10 of 163 comments (clear)

  1. Mark my words by phantomfive · · Score: 5, Funny

    This wouldn't have happened if they'd used imperial not metric!
    New age hippie liberal airheads. If it's not a hogshead, it's not fresh!

    --
    "First they came for the slanderers and i said nothing."
    1. Re:Mark my words by michelcolman · · Score: 4, Funny

      Now whenever an ESA scientist wants to talk about the Schiaparelli crater, you can ask "which one?" to shut him up.

  2. Martians by meglon · · Score: 4, Funny

    They're still unwilling to concede that their defenses against the Martian's OBDS (Orbital Bombardment Defense System) is inadequate.

    --
    Fascism: An authoritarian and nationalistic right-wing system of government and social organization. See also: NAZI's
  3. Re:easier to fix? by plover · · Score: 4, Funny

    How are you going to issue a software patch to the pile of rubble on another planet? This is not a situation where you can ship the product without testing and fix it in firmware later!.

    It's Agile. The product owner will raise this issue as a priority in the backlog, they'll fix it in this sprint, and it will ship in the next release.

    --
    John
  4. QA by bradgoodman · · Score: 4, Informative
    I've been in organizations that had pretty light SQA departments. I used to say that the "really" good shops had 1-to-3 ratios - 1 engineer doing QA for every 3 doing implementation. When I started working for more "mission critical" stuff - that ratio went even higher.

    I know people that work in companies that design chips. Those manufacturing cycles are MUCH longer and expensive - you can't just recompile when you test and find a bug. This, their QA is probably more like 10 people doing simulation (behvioral, thermal, timing, power, emissions, RF susspetabiliy, etc) before a design is even fabricated.

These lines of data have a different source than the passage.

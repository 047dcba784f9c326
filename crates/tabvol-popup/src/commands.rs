use std::sync::Arc;

use serde_json::Value;

use tabvol_common::{Message, Result, TabId, Transport};

/// Typed wrappers for every command the popup sends.
///
/// Each call resolves with the handler's reply or propagates the transport
/// failure to the caller; unlike the notification path, nothing is
/// swallowed here.
pub struct PopupCommands {
    transport: Arc<dyn Transport>,
}

impl PopupCommands {
    pub fn new(transport: Arc<dyn Transport>) -> Self {
        Self { transport }
    }

    /// Ask the background which tabs currently have audio.
    pub async fn tab_audio_status(&self) -> Result<Value> {
        self.transport.send_to_bus(Message::GetTabAudioStatus).await
    }

    /// Set one tab's volume: first in the tab's content context, then
    /// announce it on the bus so the background can track it. Strictly
    /// sequential; a tab-scoped failure aborts the bus send. Resolves with
    /// the bus reply.
    ///
    /// If the tab applies the change and the bus send then fails, the two
    /// sides can disagree about the volume. Nothing re-syncs them.
    pub async fn set_tab_volume(&self, tab_id: TabId, volume: f64) -> Result<Value> {
        self.transport
            .send_to_tab(tab_id, Message::SetVolume { tab_id: None, volume })
            .await?;
        self.transport
            .send_to_bus(Message::SetVolume {
                tab_id: Some(tab_id),
                volume,
            })
            .await
    }

    /// Read one tab's current volume from its content context.
    pub async fn tab_volume(&self, tab_id: TabId) -> Result<Value> {
        self.transport.send_to_tab(tab_id, Message::GetVolume).await
    }

    /// Set the same volume on every audible tab.
    pub async fn apply_to_all_tabs(&self, volume: f64) -> Result<Value> {
        self.transport
            .send_to_bus(Message::ApplyToAllTabs { volume })
            .await
    }

    /// Restore every tab to full volume.
    pub async fn reset_all_tabs(&self) -> Result<Value> {
        self.transport.send_to_bus(Message::ResetAllTabs).await
    }
}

    I would imagine that in Space Exploration - this would go even higher - given the time and expense of these missions. The point is - saying "it's just software" doesn't help you here. Software is *very* complex and the intricacies of advanced logic, variability of factors - trying to do this stuff probably dwarfs that of the hardware components in this day and age.

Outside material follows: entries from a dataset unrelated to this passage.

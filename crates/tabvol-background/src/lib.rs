//! Background-side notification dispatch.
//!
//! The background page observes tab audio state and tells the popup (when
//! one is open) about it. All of that traffic is fire-and-forget: a closed
//! popup is normal, not an error.

pub mod notifier;

pub use notifier::AudioNotifier;
//! CSV input
//!
//! Reads CSV from a file, any `Read` source or an HTTP(S) URL into
//! `FlatRecord`s. The first row is the header; every value is trimmed.

use crate::error::{Error, Result};
use crate::types::FlatRecord;
use reqwest::blocking::Client;
use reqwest::StatusCode;
use std::fs::File;
use std::io::{BufReader, Read};
use std::path::Path;
use std::time::Duration;
use tracing::debug;

/// Settings for fetching remote CSV
#[derive(Debug, Clone)]
pub struct ReaderConfig {
    /// End-to-end request timeout
    pub timeout: Duration,

    /// TCP connect timeout
    pub connect_timeout: Duration,

    /// Use this client instead of building one from the timeouts
    pub client: Option<Client>,
}

impl Default for ReaderConfig {
    fn default() -> Self {
        ReaderConfig {
            timeout: Duration::from_secs(10),
            connect_timeout: Duration::from_secs(5),
            client: None,
        }
    }
}

/// Reads CSV into flat records
pub struct CsvReader {
    client: Client,
}

impl CsvReader {
    pub fn new(config: ReaderConfig) -> Result<Self> {
        let client = match config.client {
            Some(client) => client,
            None => Client::builder()
                .timeout(config.timeout)
                .connect_timeout(config.connect_timeout)
                .build()?,
        };
        Ok(CsvReader { client })
    }

    /// Read CSV from a local file
    pub fn from_path<P: AsRef<Path>>(&self, path: P) -> Result<Vec<FlatRecord>> {
        let path = path.as_ref();
        debug!(path = %path.display(), "reading CSV file");
        let file = File::open(path)?;
        read_records(BufReader::new(file))
    }

    /// Read CSV from any source, such as stdin or an in-memory buffer
    pub fn from_reader<R: Read>(&self, reader: R) -> Result<Vec<FlatRecord>> {
        read_records(reader)
    }

    /// Fetch CSV from a URL; anything but `200 OK` is an error
    pub fn from_url(&self, url: &str) -> Result<Vec<FlatRecord>> {
        debug!(url, "fetching CSV");
        let response = self.client.get(url).send()?;

        let status = response.status();
        if status != StatusCode::OK {
            return Err(Error::UnexpectedStatus(status.as_u16()));
        }

        read_records(response)
    }
}

/// Read CSV from any source; an empty source yields no records
pub fn read_records<R: Read>(reader: R) -> Result<Vec<FlatRecord>> {
    let mut csv_reader = csv::ReaderBuilder::new()
        .has_headers(true)
        .trim(csv::Trim::Fields)
        .from_reader(reader);

    let headers = csv_reader.headers()?.clone();
    let mut records = Vec::new();

    for row in csv_reader.records() {
        let row = row?;
        let record: FlatRecord = headers
            .iter()
            .zip(row.iter())
            .map(|(key, value)| (key.to_string(), value.to_string()))
            .collect();
        records.push(record);
    }

    debug!(records = records.len(), columns = headers.len(), "read CSV");
    Ok(records)
}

    1. Re:QA by ShakaUVM · · Score: 3, Informative

      >I would imagine that in Space Exploration - this would go even higher - given the time and expense of these missions.

      It is. Well, at least it is at JPL - I've gone through their coding standards and testing process for spaceflight, and it's extremely intensive.

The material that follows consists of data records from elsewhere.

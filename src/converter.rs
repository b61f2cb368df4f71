use crate::decode::Decoder;
use crate::error::{Error, Result};
use crate::nest::{strip_quotes, to_json_string, RecordAssembler, StructureDescriptor};
use crate::types::{FlatRecord, KeyConvention, NestedRecord};
use serde::de::DeserializeOwned;
use tracing::debug;

/// Converts batches of flat CSV records into nested output
pub struct Converter {
    convention: KeyConvention,
    decoder: Decoder,
}

impl Default for Converter {
    fn default() -> Self {
        Self::new(KeyConvention::default())
    }
}

impl Converter {
    pub fn new(convention: KeyConvention) -> Self {
        Converter {
            convention: convention.normalized(),
            decoder: Decoder::default(),
        }
    }

    /// Replace the decoder used by `to_struct`
    pub fn with_decoder(mut self, decoder: Decoder) -> Self {
        self.decoder = decoder;
        self
    }

    pub fn convention(&self) -> &KeyConvention {
        &self.convention
    }

    /// Infer the structure of a batch from its first record
    pub fn infer_structure(&self, records: &[FlatRecord]) -> Result<StructureDescriptor> {
        let example = records.first().ok_or(Error::EmptyBatch)?;
        Ok(StructureDescriptor::infer(example, &self.convention))
    }

    /// Rebuild nested records from a batch
    ///
    /// Quote characters are stripped from the values of `records` in place
    /// before the structure is inferred.
    pub fn to_maps(&self, records: &mut [FlatRecord]) -> Result<Vec<NestedRecord>> {
        if records.is_empty() {
            return Err(Error::EmptyBatch);
        }

        strip_quotes(records);

        let structure = self.infer_structure(records)?;
        debug!(
            records = records.len(),
            fields = structure.len(),
            "converting batch"
        );

        let assembler = RecordAssembler::new(structure);
        Ok(assembler.assemble_all(records))
    }

    /// Rebuild a batch and serialize it as a compact JSON array
    pub fn to_json(&self, records: &mut [FlatRecord]) -> Result<String> {
        let nested = self.to_maps(records)?;
        to_json_string(&nested)
    }

    /// Rebuild a batch and decode every record into `T`
    pub fn to_struct<T: DeserializeOwned>(&self, records: &mut [FlatRecord]) -> Result<Vec<T>> {
        let nested = self.to_maps(records)?;
        self.decoder.decode_all(&nested)
    }
}

#[cfg(test)]
mod tests {
    use super::*;
    use crate::decode::{LenientScalars, Timestamp};
    use crate::types::NestedValue;
    use serde::Deserialize;

    fn record(pairs: &[(&str, &str)]) -> FlatRecord {
        pairs
            .iter()
            .map(|(k, v)| (k.to_string(), v.to_string()))
            .collect()
    }

    #[test]
    fn test_empty_batch() {
        let converter = Converter::default();

        assert!(matches!(converter.to_maps(&mut []), Err(Error::EmptyBatch)));
        assert!(matches!(converter.to_json(&mut []), Err(Error::EmptyBatch)));
        assert!(matches!(
            converter.to_struct::<serde_json::Value>(&mut []),
            Err(Error::EmptyBatch)
        ));
    }

    #[test]
    fn test_to_maps_strips_quotes_in_place() {
        let mut records = vec![record(&[("id", "\"5\""), ("a.0.x", "\"q\"")])];

        let nested = Converter::default().to_maps(&mut records).unwrap();

        assert_eq!(nested[0]["id"], NestedValue::from("5"));
        assert_eq!(nested[0]["a"].as_array().unwrap()[0]["x"], "q");
        assert_eq!(records[0]["id"], "5");
    }

    #[test]
    fn test_to_json() {
        let mut records = vec![
            record(&[("name", "Alice"), ("company.0.name", "Acme"), ("company.1.name", "Globex")]),
            record(&[("name", "Bob"), ("company.0.name", "Initech")]),
        ];

        let json = Converter::default().to_json(&mut records).unwrap();

        assert_eq!(
            json,
            r#"[{"name":"Alice","company":[{"name":"Acme"},{"name":"Globex"}]},{"name":"Bob","company":[{"name":"Initech"}]}]"#
        );
    }

    #[test]
    fn test_custom_convention() {
        let mut records = vec![record(&[("company-0-name", "Acme"), ("company-name-0", "x")])];

        let nested = Converter::new(KeyConvention::new("-", 1))
            .to_maps(&mut records)
            .unwrap();

        assert!(nested[0]["company"].as_array().is_some());
        assert_eq!(nested[0]["company-name-0"], NestedValue::from("x"));
    }

    #[test]
    fn test_to_struct() {
        #[derive(Debug, Deserialize)]
        struct Job {
            title: String,
            years: u32,
        }

        #[derive(Debug, Deserialize)]
        struct Person {
            name: String,
            #[serde(rename = "joined")]
            joined_at: Timestamp,
            jobs: Vec<Job>,
        }

        let mut records = vec![record(&[
            ("name", "Alice"),
            ("joined", "2019-05-04T10:00:00Z"),
            ("jobs.0.title", "Engineer"),
            ("jobs.0.years", "\"3\""),
        ])];

        let converter = Converter::default()
            .with_decoder(Decoder::new().with_rule(LenientScalars));
        let people: Vec<Person> = converter.to_struct(&mut records).unwrap();

        assert_eq!(people.len(), 1);
        assert_eq!(people[0].name, "Alice");
        assert_eq!(people[0].joined_at.to_rfc3339(), "2019-05-04T10:00:00+00:00");
        assert_eq!(people[0].jobs[0].title, "Engineer");
        assert_eq!(people[0].jobs[0].years, 3);
    }
}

      I watched a video on their standards before, and without rewatching it I don't know if this is the same one, but it looks pretty good skimming through it.

      https://www.youtube.com/watch?...

      I'd be really interested in seeing someone go through the process and finding out where it went wrong.

    2. Re:QA by johannesg · · Score: 5, Informative

      I work for a company that writes those simulations. Generally a simulation consists of a CPU emulator that runs the onboard software, and a whole bunch of models for each aspect of the spacecraft and environment: the orbit model, the communication model, various instrument models, etc.. These systems are generally set up to allow gradual replacement of each model with real hardware as it becomes available, so the software development is already underway long before the spacecraft hardware has even been built. Each model is a hard real-time program (to allow drop-in replacement of hardware), and has extensive capabilities for error injection in order to simulate things like flipped bits, broken communication channels, broken sensors, etc.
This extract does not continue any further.